Work by Biegel and colleagues identified recurrent deletions/translocations of chromosome 22 as characteristic cytogenetic abnormality in the majority of atypical teratoid rhabdoid tumors (05). The deletions target the SMARCB1 gene in chromosome band 22q11.2, which demonstrates biallelic mutations, deletions, or intragenic duplications in up to 98% of atypical teratoid rhabdoid tumors (06).

Several names are given to the mutated gene in atypical teratoid rhabdoid tumor. It is referred to here as SMARCB1, as this is now its official Human Genome Organization (HUGO) name (31). Other names used for this gene are SNF5, INI-1, and BAF47; they all refer to the same gene or encoding protein.
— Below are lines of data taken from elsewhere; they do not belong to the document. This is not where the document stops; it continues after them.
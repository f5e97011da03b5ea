//! The data model: events, their embedded sections, and booking records.
//!
//! An [`Event`] owns a fixed, ordered collection of [`Section`]s created
//! together with it. After creation the only field that ever changes is a
//! section's `remaining` counter, and only downward, only through a store's
//! atomic conditional decrement. A [`BookingRecord`] is the immutable
//! receipt of one successful reservation and references its event and
//! section by id alone.

use serde::{Deserialize, Serialize};
use thiserror::Error;

use crate::types::{
    BookingId, Capacity, EventId, EventName, Price, SectionId, SectionName, TicketQuantity,
    Timestamp,
};

/// A starting `remaining` value exceeded the section's capacity.
///
/// `0 <= remaining <= capacity` must hold from the moment a section exists;
/// a section born oversold would break every guarantee downstream.
#[derive(Debug, Clone, PartialEq, Eq, Error)]
#[error("starting remaining {remaining} exceeds capacity {capacity}")]
pub struct RemainingExceedsCapacity {
    /// The requested starting remaining count.
    pub remaining: u32,
    /// The section's fixed capacity.
    pub capacity: Capacity,
}

/// An event must be created with at least one section.
#[derive(Debug, Clone, PartialEq, Eq, Error)]
#[error("an event requires at least one section")]
pub struct EventWithoutSections;

/// A sub-inventory of an event with fixed capacity and a live remaining
/// count.
///
/// Sections are embedded in their owning event and are not independently
/// addressable; a `SectionId` only means something together with the parent
/// `EventId`.
#[derive(Debug, Clone, PartialEq, Eq, Serialize, Deserialize)]
pub struct Section {
    /// Identifier, unique within the owning event.
    pub id: SectionId,
    /// Display name of the section.
    pub name: SectionName,
    /// Ticket price for this section.
    pub price: Price,
    /// Fixed capacity, set at creation.
    pub capacity: Capacity,
    /// Tickets still available. Invariant: `0 <= remaining <= capacity`.
    pub remaining: u32,
}

impl Section {
    /// Creates a section with all tickets available (`remaining == capacity`).
    pub fn new(name: SectionName, price: Price, capacity: Capacity) -> Self {
        Self {
            id: SectionId::new(),
            name,
            price,
            capacity,
            remaining: capacity.into(),
        }
    }

    /// Creates a section with an explicit starting `remaining` count.
    ///
    /// Used when an operator migrates an event with sales already on the
    /// books. The count must not exceed capacity.
    pub fn with_starting_remaining(
        name: SectionName,
        price: Price,
        capacity: Capacity,
        remaining: u32,
    ) -> Result<Self, RemainingExceedsCapacity> {
        if remaining > capacity.into() {
            return Err(RemainingExceedsCapacity {
                remaining,
                capacity,
            });
        }
        Ok(Self {
            id: SectionId::new(),
            name,
            price,
            capacity,
            remaining,
        })
    }

    /// Returns whether this section can satisfy a reservation of `qty`.
    ///
    /// Advisory only: the answer is stale the moment it is returned. The
    /// authoritative check happens inside the store's atomic decrement.
    pub fn can_satisfy(&self, qty: TicketQuantity) -> bool {
        self.remaining >= u32::from(qty)
    }
}

/// A sellable occasion with one or more sections.
///
/// Created once with its full section list; immutable thereafter except
/// for section `remaining` counters.
#[derive(Debug, Clone, PartialEq, Eq, Serialize, Deserialize)]
pub struct Event {
    /// Unique identifier.
    pub id: EventId,
    /// Display name.
    pub name: EventName,
    /// The fixed, ordered section list. Never empty.
    pub sections: Vec<Section>,
    /// When the event was created.
    pub created_at: Timestamp,
}

impl Event {
    /// Creates an event with its full section list.
    pub fn create(name: EventName, sections: Vec<Section>) -> Result<Self, EventWithoutSections> {
        if sections.is_empty() {
            return Err(EventWithoutSections);
        }
        Ok(Self {
            id: EventId::new(),
            name,
            sections,
            created_at: Timestamp::now(),
        })
    }

    /// Reassembles an event from stored parts (for storage adapters).
    pub const fn from_parts(
        id: EventId,
        name: EventName,
        sections: Vec<Section>,
        created_at: Timestamp,
    ) -> Self {
        Self {
            id,
            name,
            sections,
            created_at,
        }
    }

    /// Looks up a section by id within this event's section list.
    pub fn section(&self, section_id: &SectionId) -> Option<&Section> {
        self.sections.iter().find(|s| s.id == *section_id)
    }
}

/// An immutable receipt of a successful reservation.
///
/// References its event and section by id only. The record stays meaningful
/// even if those ids no longer resolve; the read path handles that, not the
/// record.
#[derive(Debug, Clone, PartialEq, Eq, Serialize, Deserialize)]
pub struct BookingRecord {
    /// Unique identifier.
    pub id: BookingId,
    /// The event the tickets were reserved from.
    pub event_id: EventId,
    /// The section the tickets were reserved from.
    pub section_id: SectionId,
    /// How many tickets were reserved.
    pub qty: TicketQuantity,
    /// When the reservation succeeded.
    pub created_at: Timestamp,
}

impl BookingRecord {
    /// Creates a record for a reservation that just succeeded.
    pub fn new(event_id: EventId, section_id: SectionId, qty: TicketQuantity) -> Self {
        Self {
            id: BookingId::new(),
            event_id,
            section_id,
            qty,
            created_at: Timestamp::now(),
        }
    }

    /// Reassembles a record from stored parts (for storage adapters).
    pub const fn from_parts(
        id: BookingId,
        event_id: EventId,
        section_id: SectionId,
        qty: TicketQuantity,
        created_at: Timestamp,
    ) -> Self {
        Self {
            id,
            event_id,
            section_id,
            qty,
            created_at,
        }
    }
}

#[cfg(test)]
mod tests {
    use super::*;

    fn section_name(s: &str) -> SectionName {
        SectionName::try_new(s).unwrap()
    }

    fn capacity(c: u32) -> Capacity {
        Capacity::try_new(c).unwrap()
    }

    #[test]
    fn new_section_starts_with_full_remaining() {
        let section = Section::new(section_name("Floor"), Price::from_cents(4500).unwrap(), capacity(100));
        assert_eq!(section.remaining, 100);
    }

    #[test]
    fn starting_remaining_within_capacity_is_accepted() {
        let section = Section::with_starting_remaining(
            section_name("Balcony"),
            Price::from_cents(3000).unwrap(),
            capacity(50),
            20,
        )
        .unwrap();
        assert_eq!(section.remaining, 20);
        assert_eq!(u32::from(section.capacity), 50);
    }

    #[test]
    fn starting_remaining_of_zero_is_accepted() {
        let section = Section::with_starting_remaining(
            section_name("Pit"),
            Price::zero(),
            capacity(10),
            0,
        )
        .unwrap();
        assert_eq!(section.remaining, 0);
    }

    #[test]
    fn starting_remaining_above_capacity_is_rejected() {
        let result = Section::with_starting_remaining(
            section_name("Balcony"),
            Price::from_cents(3000).unwrap(),
            capacity(50),
            51,
        );
        assert_eq!(
            result,
            Err(RemainingExceedsCapacity {
                remaining: 51,
                capacity: capacity(50),
            })
        );
    }

    #[test]
    fn event_requires_at_least_one_section() {
        let result = Event::create(EventName::try_new("Concert").unwrap(), vec![]);
        assert_eq!(result, Err(EventWithoutSections));
    }

    #[test]
    fn event_section_lookup_finds_embedded_section() {
        let section = Section::new(section_name("Floor"), Price::from_cents(4500).unwrap(), capacity(100));
        let section_id = section.id;
        let event = Event::create(EventName::try_new("Concert").unwrap(), vec![section]).unwrap();

        assert!(event.section(&section_id).is_some());
        assert!(event.section(&SectionId::new()).is_none());
    }

    #[test]
    fn section_can_satisfy_is_bounded_by_remaining() {
        let mut section =
            Section::new(section_name("Floor"), Price::from_cents(4500).unwrap(), capacity(5));
        assert!(section.can_satisfy(TicketQuantity::try_new(5).unwrap()));
        section.remaining = 2;
        assert!(!section.can_satisfy(TicketQuantity::try_new(3).unwrap()));
        assert!(section.can_satisfy(TicketQuantity::try_new(2).unwrap()));
    }

    #[test]
    fn booking_record_references_by_id_only() {
        let event_id = EventId::new();
        let section_id = SectionId::new();
        let record = BookingRecord::new(event_id, section_id, TicketQuantity::try_new(2).unwrap());

        assert_eq!(record.event_id, event_id);
        assert_eq!(record.section_id, section_id);
        assert_eq!(u32::from(record.qty), 2);
    }
}
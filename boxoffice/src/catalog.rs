//! Event authoring: creating an event with its fixed section list, and
//! fetching it back by id.
//!
//! Creation is the only moment sections come into existence; afterwards the
//! reservation engine relies on the section list never changing shape. The
//! catalog establishes the invariants the engine depends on: at least one
//! section, positive capacities, and `remaining <= capacity` from birth.

use std::sync::Arc;

use rust_decimal::Decimal;
use serde::Deserialize;
use tracing::instrument;
use uuid::Uuid;

use crate::errors::{CreateEventError, GetEventError};
use crate::model::{Event, Section};
use crate::store::InventoryStore;
use crate::types::{Capacity, EventId, EventName, Price, SectionName};

/// A raw create-event request as it arrives from the transport layer.
#[derive(Debug, Clone, Deserialize)]
pub struct CreateEventRequest {
    /// Display name of the event.
    pub name: String,
    /// The sections to create the event with. At least one required.
    pub sections: Vec<SectionRequest>,
}

/// One section of a raw create-event request.
#[derive(Debug, Clone, Deserialize)]
pub struct SectionRequest {
    /// Display name of the section.
    pub name: String,
    /// Ticket price. Non-negative, at most 2 decimal places.
    pub price: Decimal,
    /// Fixed capacity. At least 1.
    pub capacity: u32,
    /// Optional starting remaining count; defaults to `capacity`.
    #[serde(default)]
    pub remaining: Option<u32>,
}

/// Creates and fetches events against an inventory store.
#[derive(Debug)]
pub struct EventCatalog<S> {
    inventory: Arc<S>,
}

impl<S> Clone for EventCatalog<S> {
    fn clone(&self) -> Self {
        Self {
            inventory: Arc::clone(&self.inventory),
        }
    }
}

impl<S> EventCatalog<S>
where
    S: InventoryStore,
{
    /// Creates a catalog over the given inventory store.
    pub const fn new(inventory: Arc<S>) -> Self {
        Self { inventory }
    }

    /// Validates and persists a new event with its full section list.
    ///
    /// Capacities are copied into each section's starting `remaining`
    /// unless the request supplies an explicit count (bounded by
    /// capacity). On any validation failure nothing is persisted.
    #[instrument(name = "catalog.create_event", skip(self, request))]
    pub async fn create_event(
        &self,
        request: CreateEventRequest,
    ) -> Result<Event, CreateEventError> {
        let name = EventName::try_new(request.name)
            .map_err(|_| CreateEventError::InvalidRequest("event name is required".into()))?;

        if request.sections.is_empty() {
            return Err(CreateEventError::InvalidRequest(
                "at least 1 section is required".into(),
            ));
        }

        let mut sections = Vec::with_capacity(request.sections.len());
        for (index, raw) in request.sections.into_iter().enumerate() {
            sections.push(validate_section(index, raw)?);
        }

        let event = Event::create(name, sections)
            .map_err(|e| CreateEventError::InvalidRequest(e.to_string()))?;

        self.inventory.insert_event(event.clone()).await?;

        tracing::info!(
            event_id = %event.id,
            sections = event.sections.len(),
            "event created"
        );
        Ok(event)
    }

    /// Fetches an event by id.
    ///
    /// Unlike the reservation path, a missing event here is a plain
    /// [`GetEventError::NotFound`]; no availability question is involved,
    /// so there is nothing to keep ambiguous.
    #[instrument(name = "catalog.get_event", skip(self))]
    pub async fn get_event(&self, event_id: &EventId) -> Result<Event, GetEventError> {
        self.inventory
            .event_by_id(event_id)
            .await?
            .ok_or(GetEventError::NotFound(*event_id))
    }
}

fn validate_section(index: usize, raw: SectionRequest) -> Result<Section, CreateEventError> {
    let name = SectionName::try_new(raw.name).map_err(|_| {
        CreateEventError::InvalidRequest(format!("section {index}: name is required"))
    })?;

    let price = Price::new(raw.price)
        .map_err(|e| CreateEventError::InvalidRequest(format!("section {index}: {e}")))?;

    let capacity = Capacity::try_new(raw.capacity).map_err(|_| {
        CreateEventError::InvalidRequest(format!(
            "section {index}: capacity must be >= 1, got {}",
            raw.capacity
        ))
    })?;

    match raw.remaining {
        None => Ok(Section::new(name, price, capacity)),
        Some(remaining) => Section::with_starting_remaining(name, price, capacity, remaining)
            .map_err(|e| CreateEventError::InvalidRequest(format!("section {index}: {e}"))),
    }
}

/// Parses a raw event id string, for transport layers that receive ids as
/// path parameters.
pub fn parse_event_id(raw: &str) -> Option<EventId> {
    raw.trim()
        .parse::<Uuid>()
        .ok()
        .and_then(|u| EventId::try_new(u).ok())
}
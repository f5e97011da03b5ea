//! Core types for the `BoxOffice` reservation library.
//!
//! This module defines the fundamental types used throughout the library.
//! All types use smart constructors to ensure validity at construction time,
//! following the "parse, don't validate" principle: once a value exists, it
//! is valid, and no downstream code needs to re-check it.

use chrono::{DateTime, Utc};
use nutype::nutype;
use rust_decimal::Decimal;
use serde::{Deserialize, Serialize};
use uuid::Uuid;

/// Identifier for a sellable event, using UUIDv7 format.
///
/// `EventId` values are guaranteed to be UUIDv7, which provides:
/// - Time-based ordering capability
/// - Globally unique identification
/// - Monotonic sort order for events created in sequence
#[nutype(
    validate(predicate = |id: &Uuid| id.get_version() == Some(uuid::Version::SortRand)),
    derive(
        Debug,
        Clone,
        Copy,
        PartialEq,
        Eq,
        PartialOrd,
        Ord,
        Hash,
        AsRef,
        Deref,
        Display,
        Serialize,
        Deserialize
    )
)]
pub struct EventId(Uuid);

impl EventId {
    /// Creates a new `EventId` with the current timestamp.
    pub fn new() -> Self {
        // This will always succeed as Uuid::now_v7() always returns a valid v7 UUID
        Self::try_new(Uuid::now_v7()).expect("Uuid::now_v7() should always return a valid v7 UUID")
    }
}

impl Default for EventId {
    fn default() -> Self {
        Self::new()
    }
}

/// Identifier for a section within an event, using UUIDv7 format.
///
/// Sections are embedded in their event, so a `SectionId` is only meaningful
/// together with the owning `EventId`. Booking records keep the id alone,
/// which is why the read path must tolerate a section that no longer
/// resolves.
#[nutype(
    validate(predicate = |id: &Uuid| id.get_version() == Some(uuid::Version::SortRand)),
    derive(
        Debug,
        Clone,
        Copy,
        PartialEq,
        Eq,
        PartialOrd,
        Ord,
        Hash,
        AsRef,
        Deref,
        Display,
        Serialize,
        Deserialize
    )
)]
pub struct SectionId(Uuid);

impl SectionId {
    /// Creates a new `SectionId` with the current timestamp.
    pub fn new() -> Self {
        Self::try_new(Uuid::now_v7()).expect("Uuid::now_v7() should always return a valid v7 UUID")
    }
}

impl Default for SectionId {
    fn default() -> Self {
        Self::new()
    }
}

/// Identifier for a booking record, using UUIDv7 format.
///
/// UUIDv7 ids sort by creation time, so the ledger's newest-first listing
/// can use the id as a stable tiebreaker for records created in the same
/// instant.
#[nutype(
    validate(predicate = |id: &Uuid| id.get_version() == Some(uuid::Version::SortRand)),
    derive(
        Debug,
        Clone,
        Copy,
        PartialEq,
        Eq,
        PartialOrd,
        Ord,
        Hash,
        AsRef,
        Deref,
        Display,
        Serialize,
        Deserialize
    )
)]
pub struct BookingId(Uuid);

impl BookingId {
    /// Creates a new `BookingId` with the current timestamp.
    pub fn new() -> Self {
        Self::try_new(Uuid::now_v7()).expect("Uuid::now_v7() should always return a valid v7 UUID")
    }
}

impl Default for BookingId {
    fn default() -> Self {
        Self::new()
    }
}

/// The display name of an event.
///
/// Guaranteed non-empty (after trimming) and at most 255 characters.
#[nutype(
    sanitize(trim),
    validate(not_empty, len_char_max = 255),
    derive(
        Debug,
        Clone,
        PartialEq,
        Eq,
        PartialOrd,
        Ord,
        Hash,
        AsRef,
        Deref,
        Display,
        Serialize,
        Deserialize
    )
)]
pub struct EventName(String);

/// The display name of a section within an event.
///
/// Guaranteed non-empty (after trimming) and at most 255 characters.
#[nutype(
    sanitize(trim),
    validate(not_empty, len_char_max = 255),
    derive(
        Debug,
        Clone,
        PartialEq,
        Eq,
        PartialOrd,
        Ord,
        Hash,
        AsRef,
        Deref,
        Display,
        Serialize,
        Deserialize
    )
)]
pub struct SectionName(String);

/// The number of tickets requested by a single reservation.
///
/// Always at least 1; a zero-quantity reservation is rejected at the type
/// boundary before any storage access happens.
#[nutype(
    validate(greater_or_equal = 1),
    derive(
        Debug,
        Clone,
        Copy,
        PartialEq,
        Eq,
        PartialOrd,
        Ord,
        Hash,
        Display,
        Into,
        Serialize,
        Deserialize
    )
)]
pub struct TicketQuantity(u32);

/// The fixed capacity of a section, set at event creation.
///
/// Always at least 1. Capacity never changes after creation; only the live
/// `remaining` counter moves, and only downward.
#[nutype(
    validate(greater_or_equal = 1),
    derive(
        Debug,
        Clone,
        Copy,
        PartialEq,
        Eq,
        PartialOrd,
        Ord,
        Hash,
        Display,
        Into,
        Serialize,
        Deserialize
    )
)]
pub struct Capacity(u32);

/// Errors from [`Price`] construction.
#[derive(Debug, Clone, PartialEq, Eq, thiserror::Error)]
pub enum PriceError {
    /// The amount was negative.
    #[error("price cannot be negative: {0}")]
    Negative(Decimal),
    /// The amount had more than two decimal places.
    #[error("price cannot have more than 2 decimal places: {0}")]
    TooPrecise(Decimal),
    /// The amount exceeded the maximum supported ticket price.
    #[error("price {0} exceeds maximum {max}", max = Price::MAX_AMOUNT)]
    TooLarge(Decimal),
}

/// A ticket price with validation.
///
/// Uses `Decimal` for precise monetary values. Must be non-negative with at
/// most 2 decimal places.
#[derive(Debug, Clone, Copy, PartialEq, Eq, PartialOrd, Ord, Hash, Serialize, Deserialize)]
#[serde(transparent)]
pub struct Price(Decimal);

impl Price {
    /// Maximum ticket price (1 million).
    pub const MAX_AMOUNT: Decimal = Decimal::from_parts(1_000_000, 0, 0, false, 0);

    /// Creates a price from a decimal amount.
    pub fn new(amount: Decimal) -> Result<Self, PriceError> {
        if amount.is_sign_negative() {
            return Err(PriceError::Negative(amount));
        }
        if amount.scale() > 2 {
            return Err(PriceError::TooPrecise(amount));
        }
        if amount > Self::MAX_AMOUNT {
            return Err(PriceError::TooLarge(amount));
        }
        Ok(Self(amount))
    }

    /// Creates a price from whole cents (avoids floating point issues).
    pub fn from_cents(cents: u32) -> Result<Self, PriceError> {
        Self::new(Decimal::new(i64::from(cents), 2))
    }

    /// Returns the underlying decimal value.
    pub const fn amount(&self) -> Decimal {
        self.0
    }

    /// A price of zero (free admission).
    pub const fn zero() -> Self {
        Self(Decimal::ZERO)
    }
}

impl std::fmt::Display for Price {
    fn fmt(&self, f: &mut std::fmt::Formatter<'_>) -> std::fmt::Result {
        self.0.fmt(f)
    }
}

/// A timestamp for when an event or booking was created.
///
/// This wrapper ensures consistent timestamp handling throughout the system
/// and enables future enhancements like custom serialization formats.
#[derive(Debug, Clone, Copy, PartialEq, Eq, PartialOrd, Ord, Hash, Serialize, Deserialize)]
#[serde(transparent)]
pub struct Timestamp(DateTime<Utc>);

impl Timestamp {
    /// Creates a new timestamp from a UTC `DateTime`.
    pub const fn new(datetime: DateTime<Utc>) -> Self {
        Self(datetime)
    }

    /// Creates a timestamp representing the current moment.
    pub fn now() -> Self {
        Self(Utc::now())
    }

    /// Returns the underlying `DateTime`.
    pub const fn as_datetime(&self) -> &DateTime<Utc> {
        &self.0
    }

    /// Converts the timestamp into the underlying `DateTime`.
    pub const fn into_datetime(self) -> DateTime<Utc> {
        self.0
    }
}

impl From<DateTime<Utc>> for Timestamp {
    fn from(datetime: DateTime<Utc>) -> Self {
        Self::new(datetime)
    }
}

impl From<Timestamp> for DateTime<Utc> {
    fn from(timestamp: Timestamp) -> Self {
        timestamp.into_datetime()
    }
}

impl AsRef<DateTime<Utc>> for Timestamp {
    fn as_ref(&self) -> &DateTime<Utc> {
        self.as_datetime()
    }
}

impl std::fmt::Display for Timestamp {
    fn fmt(&self, f: &mut std::fmt::Formatter<'_>) -> std::fmt::Result {
        self.0.fmt(f)
    }
}
//! Error types for pool operations.

use thiserror::Error;

/// Errors reported by a [`CacheBackend`](crate::backend::CacheBackend).
///
/// The pool never propagates these to callers: storage-level failures
/// degrade to boolean `false` results or miss-shaped items. They are kept
/// around on the pool's diagnostic side channel so tests and operators can
/// still see what went wrong.
#[derive(Debug, Clone, Error, PartialEq, Eq)]
pub enum BackendError {
    #[error("Backend unavailable: {reason}")]
    Unavailable { reason: String },

    #[error("Read failed for key {key}: {reason}")]
    ReadFailed { key: String, reason: String },

    #[error("Write failed: {reason}")]
    WriteFailed { reason: String },

    #[error("Delete failed: {reason}")]
    DeleteFailed { reason: String },
}

/// Master error type for pool operations.
///
/// `InvalidKey` is the only variant public pool operations surface; it is
/// raised before any backend call is made. `Backend` exists for the
/// diagnostic side channel and for backend implementors.
#[derive(Debug, Clone, Error, PartialEq, Eq)]
pub enum PoolError {
    #[error("Key {key:?} contains characters outside A-Za-z0-9_.")]
    InvalidKey { key: String },

    #[error("Backend error: {0}")]
    Backend(#[from] BackendError),
}

/// Result type alias for pool operations.
pub type PoolResult<T> = Result<T, PoolError>;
In 2014, Hasselblatt and colleagues demonstrated that biallelic inactivation of SMARCA4 (or it’s protein BRG-1) was associated with somatic and germline alterations in patients with atypical teratoid/rhabdoid tumor and rhabdoid tumor predisposition syndrome (RTPS), further expanding the diagnostic criteria for atypical teratoid/rhabdoid tumor (23).

Since the description of BAF47/INI1 protein expression using immunostaining (30; 29), atypical teratoid/rhabdoid tumors have been increasingly recognized and frequently diagnosed (52).